§ **What the task requires**
Wherever the listing has a line with the string "diagnostics", copy that line out.

----------------

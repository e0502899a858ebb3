//! Compiler toolchain seam.
//!
//! The build driver only needs "turn this source into a loadable artifact".
//! [`CxxToolchain`] does that with a command-line C++ compiler; tests plug in
//! their own [`Toolchain`].

use std::env;
use std::path::{Path, PathBuf};
use std::process::Command;

use xenoform_codegen::ModuleSpec;
use xenoform_core::{deduplicate, parse_macros};

use crate::settings::Settings;

/// Compiler used when `CXX` is not set.
pub const DEFAULT_COMPILER: &str = "c++";

/// Everything needed to compile one module.
#[derive(Debug, Clone, PartialEq, Eq)]
pub struct CompileJob {
    pub module: String,
    pub source: PathBuf,
    pub output: PathBuf,
    pub working_dir: PathBuf,
    pub language_standard: u32,
    /// `(name, value)` pairs, deduplicated.
    pub define_macros: Vec<(String, Option<String>)>,
    /// Base include directories followed by the module's extra paths.
    pub include_dirs: Vec<PathBuf>,
    pub compile_args: Vec<String>,
    pub link_args: Vec<String>,
}

impl CompileJob {
    pub fn new(
        module: &ModuleSpec,
        settings: &Settings,
        source: impl Into<PathBuf>,
        output: impl Into<PathBuf>,
    ) -> Self {
        let source = source.into();
        let working_dir = source
            .parent()
            .map(Path::to_path_buf)
            .unwrap_or_default();

        let (macros, paths, compile_args, link_args) = match module.toolchain_config() {
            Some(config) => (
                parse_macros(&deduplicate(&config.define_macros)),
                deduplicate(&config.extra_include_paths),
                deduplicate(&config.extra_compile_args),
                deduplicate(&config.extra_link_args),
            ),
            None => Default::default(),
        };
        let mut include_dirs = settings.include_dirs.clone();
        include_dirs.extend(paths.into_iter().map(PathBuf::from));

        Self {
            module: module.name().to_string(),
            source,
            output: output.into(),
            working_dir,
            language_standard: module.language_standard(),
            define_macros: macros,
            include_dirs,
            compile_args,
            link_args,
        }
    }
}

/// Result of one toolchain invocation.
#[derive(Debug, Clone, PartialEq, Eq)]
pub struct ToolchainOutput {
    pub success: bool,
    /// The command as run, for the build log.
    pub command: String,
    /// Raw compiler output.
    pub diagnostics: String,
}

impl ToolchainOutput {
    /// Full text for `build.log`.
    pub fn log_text(&self) -> String {
        format!("$ {}\n{}", self.command, self.diagnostics)
    }
}

pub trait Toolchain: Send + Sync {
    fn compile(&self, job: &CompileJob) -> ToolchainOutput;

    /// File name of the artifact produced for `module`.
    fn artifact_file_name(&self, module: &str) -> String {
        format!("{module}{}", env::consts::DLL_SUFFIX)
    }
}

/// Runs a command-line C++ compiler to build a shared library.
#[derive(Debug, Clone, PartialEq, Eq)]
pub struct CxxToolchain {
    compiler: PathBuf,
}

impl Default for CxxToolchain {
    fn default() -> Self {
        Self::new(DEFAULT_COMPILER)
    }
}

impl CxxToolchain {
    pub fn new(compiler: impl Into<PathBuf>) -> Self {
        Self {
            compiler: compiler.into(),
        }
    }

    /// Use `CXX` if set, otherwise [`DEFAULT_COMPILER`].
    #[must_use]
    pub fn from_env() -> Self {
        match env::var_os("CXX").filter(|v| !v.is_empty()) {
            Some(compiler) => Self::new(compiler),
            None => Self::default(),
        }
    }

    pub fn compiler(&self) -> &Path {
        &self.compiler
    }

    pub fn command(&self, job: &CompileJob) -> Command {
        let mut cmd = Command::new(&self.compiler);
        cmd.current_dir(&job.working_dir);
        cmd.arg("-shared")
            .arg("-fPIC")
            .arg("-fvisibility=hidden")
            .arg(format!("-std=c++{}", job.language_standard));
        if cfg!(target_os = "macos") {
            cmd.args(["-undefined", "dynamic_lookup"]);
        }
        for (name, value) in &job.define_macros {
            match value {
                Some(value) => cmd.arg(format!("-D{name}={value}")),
                None => cmd.arg(format!("-D{name}")),
            };
        }
        for dir in &job.include_dirs {
            cmd.arg("-I").arg(dir);
        }
        cmd.args(&job.compile_args);
        cmd.arg(&job.source).arg("-o").arg(&job.output);
        cmd.args(&job.link_args);
        cmd
    }
}

impl Toolchain for CxxToolchain {
    fn compile(&self, job: &CompileJob) -> ToolchainOutput {
        let mut cmd = self.command(job);
        let command = format!("{cmd:?}");
        match cmd.output() {
            Ok(output) => {
                let mut diagnostics = String::from_utf8_lossy(&output.stdout).into_owned();
                diagnostics.push_str(&String::from_utf8_lossy(&output.stderr));
                if !output.status.success() && diagnostics.is_empty() {
                    diagnostics = format!("compiler exited with status {}", output.status);
                }
                ToolchainOutput {
                    success: output.status.success(),
                    command,
                    diagnostics,
                }
            }
            Err(err) => ToolchainOutput {
                success: false,
                command,
                diagnostics: format!(
                    "failed to spawn {}: {err}",
                    self.compiler.display()
                ),
            },
        }
    }
}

----------------

§ **Response**
    pub diagnostics: String,
        format!("$ {}\n{}", self.command, self.diagnostics)
                let mut diagnostics = String::from_utf8_lossy(&output.stdout).into_owned();
                diagnostics.push_str(&String::from_utf8_lossy(&output.stderr));
                if !output.status.success() && diagnostics.is_empty() {
                    diagnostics = format!("compiler exited with status {}", output.status);
                    diagnostics,
                diagnostics: format!(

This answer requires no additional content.